What to work on
Whenever a line of the data below holds the string "ensured", copy that line.

Material supplied
#####
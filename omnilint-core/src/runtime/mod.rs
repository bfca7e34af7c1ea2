//! Runtime preparation: turning a catalog command into something
//! executable on this machine.
//!
//! Each tool runtime (python, npm, go, rust, lua, perl, binary) has a
//! strategy that can source the tool from the system PATH, from the
//! project checkout, or from a vendored install in the shared cache.
//! All strategies share one decision algorithm, implemented by
//! [`CommandPreparer`].

pub mod binary;
pub mod go;
pub mod layout;
pub mod lua;
pub mod npm;
pub mod perl;
pub mod python;
pub mod rust;
pub mod spec;
pub mod strategy;
pub mod versioning;

use std::collections::{BTreeMap, HashMap, HashSet};
use std::path::PathBuf;
use std::sync::Arc;

use anyhow::Result;
use async_trait::async_trait;
use parking_lot::Mutex;
use serde::{Deserialize, Serialize};

use crate::catalog::{RuntimeKind, ToolDefinition};
use crate::execute::process::{CommandRunner, SystemProcessRunner};

pub use layout::{ToolCacheLayout, PROJECT_MARKER_FILENAME};
pub use strategy::{RuntimeContext, RuntimeStrategy};
pub use versioning::VersionResolver;

/// Where a prepared command's executable comes from.
#[derive(Debug, Clone, Copy, PartialEq, Eq, Deserialize, Serialize)]
#[serde(rename_all = "lowercase")]
pub enum CommandSource {
    System,
    Local,
    Project,
}

/// A command ready to execute: argv, environment overrides, and the
/// detected tool version.
#[derive(Debug, Clone, Deserialize, Serialize)]
pub struct PreparedCommand {
    pub cmd: Vec<String>,
    pub env: BTreeMap<String, String>,
    pub version: Option<String>,
    pub source: CommandSource,
}

/// Inputs required to prepare one tool command.
#[derive(Clone)]
pub struct PreparationRequest {
    pub tool: Arc<ToolDefinition>,
    pub command: Vec<String>,
    pub root: PathBuf,
    pub cache_dir: PathBuf,
    pub system_preferred: bool,
    pub use_local_override: bool,
}

impl std::fmt::Debug for PreparationRequest {
    fn fmt(&self, f: &mut std::fmt::Formatter<'_>) -> std::fmt::Result {
        f.debug_struct("PreparationRequest")
            .field("tool", &self.tool.name)
            .field("command", &self.command)
            .field("system_preferred", &self.system_preferred)
            .field("use_local_override", &self.use_local_override)
            .finish()
    }
}

/// Seam between the orchestrator and runtime provisioning; tests inject
/// scripted preparers.
#[async_trait]
pub trait ToolPreparer: Send + Sync {
    async fn prepare(&self, request: PreparationRequest) -> Result<PreparedCommand>;
}

/// Decide whether to use system, project, or vendored tooling.
pub struct CommandPreparer {
    strategies: HashMap<RuntimeKind, Arc<dyn RuntimeStrategy>>,
    fallback: Arc<dyn RuntimeStrategy>,
    /// Cache dirs whose layout has been created this process.
    ensured: Mutex<HashSet<PathBuf>>,
}

impl std::fmt::Debug for CommandPreparer {
    fn fmt(&self, f: &mut std::fmt::Formatter<'_>) -> std::fmt::Result {
        f.debug_struct("CommandPreparer").finish()
    }
}

impl Default for CommandPreparer {
    fn default() -> Self {
        Self::new()
    }
}

impl CommandPreparer {
    pub fn new() -> Self {
        Self::with_runner(Arc::new(SystemProcessRunner))
    }

    /// Build the preparer around an injected process runner; installs
    /// and version captures all flow through it.
    pub fn with_runner(runner: Arc<dyn CommandRunner>) -> Self {
        let versions = Arc::new(VersionResolver::with_runner(runner.clone()));
        let fallback: Arc<dyn RuntimeStrategy> =
            Arc::new(binary::BinaryStrategy::new(versions.clone()));
        let mut strategies: HashMap<RuntimeKind, Arc<dyn RuntimeStrategy>> = HashMap::new();
        let _ = strategies.insert(
            RuntimeKind::Python,
            Arc::new(python::PythonStrategy::new(versions.clone())) as Arc<dyn RuntimeStrategy>,
        );
        let _ = strategies.insert(
            RuntimeKind::Npm,
            Arc::new(npm::NpmStrategy::new(versions.clone(), runner.clone())),
        );
        let _ = strategies.insert(
            RuntimeKind::Go,
            Arc::new(go::GoStrategy::new(versions.clone(), runner.clone())),
        );
        let _ = strategies.insert(
            RuntimeKind::Rust,
            Arc::new(rust::RustStrategy::new(versions.clone(), runner.clone())),
        );
        let _ = strategies.insert(
            RuntimeKind::Lua,
            Arc::new(lua::LuaStrategy::new(versions.clone(), runner.clone())),
        );
        let _ = strategies.insert(
            RuntimeKind::Perl,
            Arc::new(perl::PerlStrategy::new(versions.clone(), runner)),
        );
        let _ = strategies.insert(RuntimeKind::Binary, fallback.clone());
        Self {
            strategies,
            fallback,
            ensured: Mutex::new(HashSet::new()),
        }
    }

    /// Runtime kinds this preparer can provision.
    pub fn available_runtimes(&self) -> Vec<RuntimeKind> {
        let mut kinds: Vec<RuntimeKind> = self.strategies.keys().copied().collect();
        kinds.sort_by_key(|kind| format!("{kind:?}"));
        kinds
    }

    fn ensure_layout(&self, layout: &ToolCacheLayout) -> std::io::Result<()> {
        let key = layout.cache_dir().to_path_buf();
        {
            let ensured = self.ensured.lock();
            if ensured.contains(&key) {
                return Ok(());
            }
        }
        layout.ensure_directories()?;
        let _ = self.ensured.lock().insert(key);
        Ok(())
    }

    fn strategy_for(&self, runtime: RuntimeKind) -> Arc<dyn RuntimeStrategy> {
        self.strategies
            .get(&runtime)
            .cloned()
            .unwrap_or_else(|| self.fallback.clone())
    }
}

#[async_trait]
impl ToolPreparer for CommandPreparer {
    async fn prepare(&self, request: PreparationRequest) -> Result<PreparedCommand> {
        let layout = ToolCacheLayout::new(request.cache_dir.clone());
        self.ensure_layout(&layout)?;
        let project_mode = layout.project_mode();
        let strategy = self.strategy_for(request.tool.runtime);
        let ctx = RuntimeContext::new(
            request.tool.clone(),
            request.command.clone(),
            request.root.clone(),
            layout,
        );

        if request.use_local_override || request.tool.prefer_local {
            return strategy.prepare_local(&ctx).await;
        }

        if project_mode {
            if let Some(prepared) = strategy.try_project(&ctx).await? {
                return Ok(prepared);
            }
        }

        if request.system_preferred {
            if let Some(prepared) = strategy.try_system(&ctx).await? {
                return Ok(prepared);
            }
        }

        if let Some(prepared) = strategy.try_project(&ctx).await? {
            return Ok(prepared);
        }

        strategy.prepare_local(&ctx).await
    }
}

#[cfg(test)]
mod tests {
    use super::*;
    use crate::catalog::{StaticCommand, ToolAction};

    fn request(tool: ToolDefinition, dir: &std::path::Path) -> PreparationRequest {
        PreparationRequest {
            tool: Arc::new(tool),
            command: vec!["true".to_string()],
            root: dir.to_path_buf(),
            cache_dir: dir.join(".cache"),
            system_preferred: true,
            use_local_override: false,
        }
    }

    #[tokio::test]
    async fn binary_tools_prefer_the_system_executable() {
        let dir = tempfile::tempdir().expect("tempdir");
        let preparer = CommandPreparer::new();
        let tool = ToolDefinition::new("true", RuntimeKind::Binary)
            .with_action(ToolAction::new("run", StaticCommand::new(["true"])));
        let prepared = preparer.prepare(request(tool, dir.path())).await.expect("prepare");
        assert_eq!(prepared.source, CommandSource::System);
        assert_eq!(prepared.cmd, vec!["true".to_string()]);
    }

    #[tokio::test]
    async fn project_mode_prefers_the_project_binary() {
        let dir = tempfile::tempdir().expect("tempdir");
        let cache = dir.path().join(".cache");
        let layout = ToolCacheLayout::new(&cache);
        layout.ensure_directories().expect("dirs");
        std::fs::write(layout.project_marker(), "{}").expect("marker");

        let bin = dir.path().join("bin");
        std::fs::create_dir_all(&bin).expect("mkdir");
        std::fs::write(bin.join("true"), "#!/bin/sh\nexit 0\n").expect("write");

        let preparer = CommandPreparer::new();
        let tool = ToolDefinition::new("true", RuntimeKind::Binary)
            .with_action(ToolAction::new("run", StaticCommand::new(["true"])));
        let prepared = preparer.prepare(request(tool, dir.path())).await.expect("prepare");
        assert_eq!(prepared.source, CommandSource::Project);
        assert!(prepared.cmd[0].ends_with("bin/true"));
    }

    #[tokio::test]
    async fn layout_is_created_once_per_cache_dir() {
        let dir = tempfile::tempdir().expect("tempdir");
        let preparer = CommandPreparer::new();
        let tool = ToolDefinition::new("true", RuntimeKind::Binary)
            .with_action(ToolAction::new("run", StaticCommand::new(["true"])));
        let _ = preparer
            .prepare(request(tool.clone(), dir.path()))
            .await
            .expect("prepare");
        assert!(dir.path().join(".cache/tools/go/bin").is_dir());
        let _ = preparer.prepare(request(tool, dir.path())).await.expect("prepare again");
    }
}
#####
Answer section
    ensured: Mutex<HashSet<PathBuf>>,
            ensured: Mutex::new(HashSet::new()),
            let ensured = self.ensured.lock();
            if ensured.contains(&key) {
        let _ = self.ensured.lock().insert(key);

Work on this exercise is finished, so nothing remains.